• EXERCISE REQUIREMENTS: Copy every line in the records below that contains the word "struct".

• RECORDS:
.....
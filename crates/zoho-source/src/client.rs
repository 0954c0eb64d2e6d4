//! Zoho CRM v8 REST client.

use crate::token::{TokenCache, DEFAULT_TOKEN_LIFETIME};
use crate::{CrmSource, Error, ModuleInfo, RecordsPage, Result};
use reqwest::header::AUTHORIZATION;
use reqwest::{StatusCode, Url};
use serde::de::DeserializeOwned;
use serde::Deserialize;
use std::time::{Duration, Instant};
use sync_core::{FieldDescriptor, RawRecord};
use tokio::sync::Mutex;
use tracing::{debug, info};

/// Largest page Zoho serves for record listings.
pub const DEFAULT_PAGE_SIZE: u32 = 200;

/// The Users module is served by `/users` rather than the generic record API.
pub const USERS_MODULE: &str = "Users";

const OAUTH_SCOPES: &str = "ZohoCRM.modules.ALL,ZohoCRM.settings.ALL,ZohoCRM.users.READ";

/// OAuth `error` codes meaning the client or refresh token was not accepted.
/// Anything else from the token endpoint (throttling, outages) is transient.
const OAUTH_REJECTIONS: &[&str] = &[
    "invalid_code",
    "invalid_client",
    "invalid_client_secret",
    "invalid_grant",
    "invalid_token",
    "unauthorized_client",
];

fn is_oauth_rejection(error: &str) -> bool {
    OAUTH_REJECTIONS.contains(&error)
}

/// Connection settings for a Zoho CRM organisation.
#[derive(Debug, Clone)]
pub struct ZohoConfig {
    pub client_id: String,
    pub client_secret: String,
    pub refresh_token: String,

    /// Data center suffix (`com`, `eu`, `in`, `com.au`, ...)
    pub region: String,

    /// Override for `https://www.zohoapis.{region}/crm/v8`
    pub api_url: Option<String>,

    /// Override for `https://accounts.zoho.{region}`
    pub accounts_url: Option<String>,

    /// Number of record detail requests issued between two pauses
    pub detail_burst: usize,

    /// Pause taken after each burst of detail requests
    pub detail_delay: Duration,
}

impl Default for ZohoConfig {
    fn default() -> Self {
        Self {
            client_id: String::new(),
            client_secret: String::new(),
            refresh_token: String::new(),
            region: "com".to_string(),
            api_url: None,
            accounts_url: None,
            detail_burst: 10,
            detail_delay: Duration::from_millis(500),
        }
    }
}

impl ZohoConfig {
    pub fn api_base(&self) -> String {
        self.api_url
            .clone()
            .unwrap_or_else(|| format!("https://www.zohoapis.{}/crm/v8", self.region))
    }

    pub fn accounts_base(&self) -> String {
        self.accounts_url
            .clone()
            .unwrap_or_else(|| format!("https://accounts.zoho.{}", self.region))
    }

    /// Browser URL that issues a new grant code with the scopes the sync needs.
    pub fn authorization_url(&self) -> String {
        format!(
            "{}/oauth/v2/auth?scope={OAUTH_SCOPES}&client_id={}&response_type=code&access_type=offline&redirect_uri=http://localhost",
            self.accounts_base(),
            self.client_id
        )
    }
}

#[derive(Debug, Deserialize)]
struct TokenResponse {
    access_token: Option<String>,
    expires_in: Option<u64>,
    scope: Option<String>,
    error: Option<String>,
}

#[derive(Debug, Default, Deserialize)]
struct PageInfo {
    #[serde(default)]
    more_records: bool,
}

#[derive(Debug, Deserialize)]
struct DataResponse {
    #[serde(default)]
    data: Vec<RawRecord>,
    #[serde(default)]
    info: PageInfo,
}

#[derive(Debug, Deserialize)]
struct UsersResponse {
    #[serde(default)]
    users: Vec<RawRecord>,
    #[serde(default)]
    info: PageInfo,
}

#[derive(Debug, Deserialize)]
struct ModulesResponse {
    #[serde(default)]
    modules: Vec<ModuleEntry>,
}

#[derive(Debug, Deserialize)]
struct ModuleEntry {
    api_name: String,
    #[serde(default)]
    plural_label: String,
    #[serde(default)]
    api_supported: bool,
}

#[derive(Debug, Deserialize)]
struct FieldsResponse {
    #[serde(default)]
    fields: Vec<FieldDescriptor>,
}

/// Zoho CRM client.
///
/// Holds its own [`TokenCache`]; the access token is refreshed on demand from
/// the configured refresh token.
pub struct ZohoClient {
    http: reqwest::Client,
    config: ZohoConfig,
    token: Mutex<TokenCache>,
}

impl ZohoClient {
    pub fn new(config: ZohoConfig) -> Result<Self> {
        if config.refresh_token.is_empty() {
            return Err(Error::InvalidConfig(
                "Zoho refresh token is not set".to_string(),
            ));
        }
        Ok(Self {
            http: reqwest::Client::new(),
            config,
            token: Mutex::new(TokenCache::new()),
        })
    }

    pub fn config(&self) -> &ZohoConfig {
        &self.config
    }

    /// Return a valid access token, refreshing it if needed.
    async fn access_token(&self) -> Result<String> {
        let mut cache = self.token.lock().await;
        if let Some(token) = cache.get(Instant::now()) {
            return Ok(token.to_string());
        }

        info!("Refreshing Zoho access token");
        let url = format!("{}/oauth/v2/token", self.config.accounts_base());
        let response = self
            .http
            .post(&url)
            .query(&[
                ("refresh_token", self.config.refresh_token.as_str()),
                ("client_id", self.config.client_id.as_str()),
                ("client_secret", self.config.client_secret.as_str()),
                ("grant_type", "refresh_token"),
            ])
            .send()
            .await?;

        let status = response.status();
        let body = response.text().await?;
        let parsed: Option<TokenResponse> = serde_json::from_str(&body).ok();
        let rejected = parsed
            .as_ref()
            .and_then(|p| p.error.as_deref())
            .is_some_and(is_oauth_rejection);

        if !status.is_success() {
            if rejected
                && matches!(
                    status,
                    StatusCode::BAD_REQUEST | StatusCode::UNAUTHORIZED | StatusCode::FORBIDDEN
                )
            {
                return Err(Error::Authentication {
                    status: status.as_u16(),
                    body,
                });
            }
            return Err(Error::Api {
                url,
                status: status.as_u16(),
                body,
            });
        }

        let parsed = parsed.ok_or_else(|| {
            Error::InvalidResponse(format!("token response is not an OAuth token: {body}"))
        })?;

        // Zoho reports a rejected refresh token as 200 with an `error` field
        let Some(access_token) = parsed.access_token else {
            if rejected {
                return Err(Error::Authentication {
                    status: status.as_u16(),
                    body: parsed.error.unwrap_or(body),
                });
            }
            return Err(Error::Api {
                url,
                status: status.as_u16(),
                body,
            });
        };

        if let Some(scope) = &parsed.scope {
            debug!("Token scope: {scope}");
        }
        let expires_in = parsed
            .expires_in
            .map(Duration::from_secs)
            .unwrap_or(DEFAULT_TOKEN_LIFETIME);
        cache.store(access_token.clone(), expires_in, Instant::now());
        info!("Access token refreshed");

        Ok(access_token)
    }

    fn endpoint(&self, segments: &[&str]) -> Result<Url> {
        let mut url = Url::parse(&self.config.api_base())
            .map_err(|e| Error::InvalidConfig(format!("invalid Zoho API URL: {e}")))?;
        url.path_segments_mut()
            .map_err(|_| Error::InvalidConfig("Zoho API URL cannot be a base".to_string()))?
            .pop_if_empty()
            .extend(segments);
        Ok(url)
    }

    /// GET a JSON document. `None` when Zoho answers 204 No Content, which it
    /// does for empty listings.
    async fn get_json<T: DeserializeOwned>(&self, url: Url) -> Result<Option<T>> {
        let token = self.access_token().await?;
        debug!("GET {url}");
        let response = self
            .http
            .get(url.clone())
            .header(AUTHORIZATION, format!("Zoho-oauthtoken {token}"))
            .send()
            .await?;

        let status = response.status();
        if status == StatusCode::NO_CONTENT {
            return Ok(None);
        }
        if status == StatusCode::UNAUTHORIZED {
            self.token.lock().await.invalidate();
            let body = response.text().await.unwrap_or_default();
            return Err(Error::Authentication {
                status: status.as_u16(),
                body,
            });
        }
        if !status.is_success() {
            let body = response.text().await.unwrap_or_default();
            return Err(Error::Api {
                url: url.to_string(),
                status: status.as_u16(),
                body,
            });
        }

        Ok(Some(response.json::<T>().await?))
    }

    /// List one page of record ids, then fetch each record in full.
    ///
    /// The listing endpoint omits many fields, so every record is fetched
    /// individually, pausing after each burst of requests.
    async fn fetch_module_page(&self, module: &str, page: u32, per_page: u32) -> Result<RecordsPage> {
        let mut url = self.endpoint(&[module])?;
        url.query_pairs_mut()
            .append_pair("page", &page.to_string())
            .append_pair("per_page", &per_page.to_string())
            .append_pair("fields", "All");

        let Some(listing) = self.get_json::<DataResponse>(url).await? else {
            return Ok(RecordsPage::default());
        };

        let ids: Vec<String> = listing.data.iter().filter_map(record_id).collect();
        if !ids.is_empty() {
            debug!("Fetching full details for {} records", ids.len());
        }

        let mut records = Vec::with_capacity(ids.len());
        for (i, id) in ids.iter().enumerate() {
            let url = self.endpoint(&[module, id])?;
            if let Some(detail) = self.get_json::<DataResponse>(url).await? {
                records.extend(detail.data);
            }
            let burst = self.config.detail_burst;
            if burst > 0 && (i + 1) % burst == 0 && !self.config.detail_delay.is_zero() {
                tokio::time::sleep(self.config.detail_delay).await;
            }
        }

        Ok(RecordsPage {
            records,
            more_records: listing.info.more_records,
        })
    }

    async fn fetch_users_page(&self, page: u32, per_page: u32) -> Result<RecordsPage> {
        let mut url = self.endpoint(&["users"])?;
        url.query_pairs_mut()
            .append_pair("type", "AllUsers")
            .append_pair("page", &page.to_string())
            .append_pair("per_page", &per_page.to_string());

        Ok(match self.get_json::<UsersResponse>(url).await? {
            Some(response) => RecordsPage {
                records: response.users,
                more_records: response.info.more_records,
            },
            None => RecordsPage::default(),
        })
    }
}

/// Zoho ids are strings, but tolerate numeric ids.
fn record_id(record: &RawRecord) -> Option<String> {
    match record.get("id")? {
        serde_json::Value::String(s) => Some(s.clone()),
        serde_json::Value::Number(n) => Some(n.to_string()),
        _ => None,
    }
}

#[async_trait::async_trait]
impl CrmSource for ZohoClient {
    async fn list_modules(&self) -> Result<Vec<ModuleInfo>> {
        let url = self.endpoint(&["settings", "modules"])?;
        let modules = self
            .get_json::<ModulesResponse>(url)
            .await?
            .map(|r| r.modules)
            .unwrap_or_default();

        Ok(modules
            .into_iter()
            .filter(|m| m.api_supported)
            .map(|m| ModuleInfo {
                api_name: m.api_name,
                plural_label: m.plural_label,
            })
            .collect())
    }

    async fn module_fields(&self, module: &str) -> Result<Vec<FieldDescriptor>> {
        let mut url = self.endpoint(&["settings", "fields"])?;
        url.query_pairs_mut().append_pair("module", module);

        let fields = self
            .get_json::<FieldsResponse>(url)
            .await?
            .map(|r| r.fields)
            .unwrap_or_default();
        debug!("Found {} fields in Zoho schema for {module}", fields.len());
        Ok(fields)
    }

    async fn records_page(&self, module: &str, page: u32, per_page: u32) -> Result<RecordsPage> {
        if module == USERS_MODULE {
            self.fetch_users_page(page, per_page).await
        } else {
            self.fetch_module_page(module, page, per_page).await
        }
    }
}

#[cfg(test)]
mod tests {
    use super::*;

    fn config() -> ZohoConfig {
        ZohoConfig {
            client_id: "client".to_string(),
            client_secret: "secret".to_string(),
            refresh_token: "refresh".to_string(),
            ..Default::default()
        }
    }

    #[test]
    fn test_region_selects_data_center() {
        let mut cfg = config();
        assert_eq!(cfg.api_base(), "https://www.zohoapis.com/crm/v8");
        assert_eq!(cfg.accounts_base(), "https://accounts.zoho.com");

        cfg.region = "eu".to_string();
        assert_eq!(cfg.api_base(), "https://www.zohoapis.eu/crm/v8");
        assert_eq!(cfg.accounts_base(), "https://accounts.zoho.eu");
    }

    #[test]
    fn test_overrides_win_over_region() {
        let cfg = ZohoConfig {
            api_url: Some("http://127.0.0.1:9000/crm/v8".to_string()),
            accounts_url: Some("http://127.0.0.1:9000".to_string()),
            ..config()
        };
        assert_eq!(cfg.api_base(), "http://127.0.0.1:9000/crm/v8");
        assert!(cfg
            .authorization_url()
            .starts_with("http://127.0.0.1:9000/oauth/v2/auth?scope=ZohoCRM.modules.ALL"));
        assert!(cfg.authorization_url().contains("client_id=client"));
    }

    #[test]
    fn test_missing_refresh_token_is_rejected() {
        let cfg = ZohoConfig {
            refresh_token: String::new(),
            ..config()
        };
        assert!(matches!(ZohoClient::new(cfg), Err(Error::InvalidConfig(_))));
    }

    #[test]
    fn test_endpoint_encodes_segments() {
        let client = ZohoClient::new(config()).unwrap();
        let url = client.endpoint(&["Deals", "123"]).unwrap();
        assert_eq!(url.as_str(), "https://www.zohoapis.com/crm/v8/Deals/123");

        let url = client.endpoint(&["Custom Module"]).unwrap();
        assert_eq!(
            url.as_str(),
            "https://www.zohoapis.com/crm/v8/Custom%20Module"
        );
    }

    #[test]
    fn test_record_id_accepts_strings_and_numbers() {
        let record: RawRecord = serde_json::from_str(r#"{"id": "42"}"#).unwrap();
        assert_eq!(record_id(&record), Some("42".to_string()));
        let record: RawRecord = serde_json::from_str(r#"{"id": 42}"#).unwrap();
        assert_eq!(record_id(&record), Some("42".to_string()));
        let record: RawRecord = serde_json::from_str(r#"{"name": "x"}"#).unwrap();
        assert_eq!(record_id(&record), None);
    }
}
.....
• RESULT OF THIS EXERCISE:
pub struct ZohoConfig {
struct TokenResponse {
struct PageInfo {
struct DataResponse {
struct UsersResponse {
struct ModulesResponse {
struct ModuleEntry {
struct FieldsResponse {
pub struct ZohoClient {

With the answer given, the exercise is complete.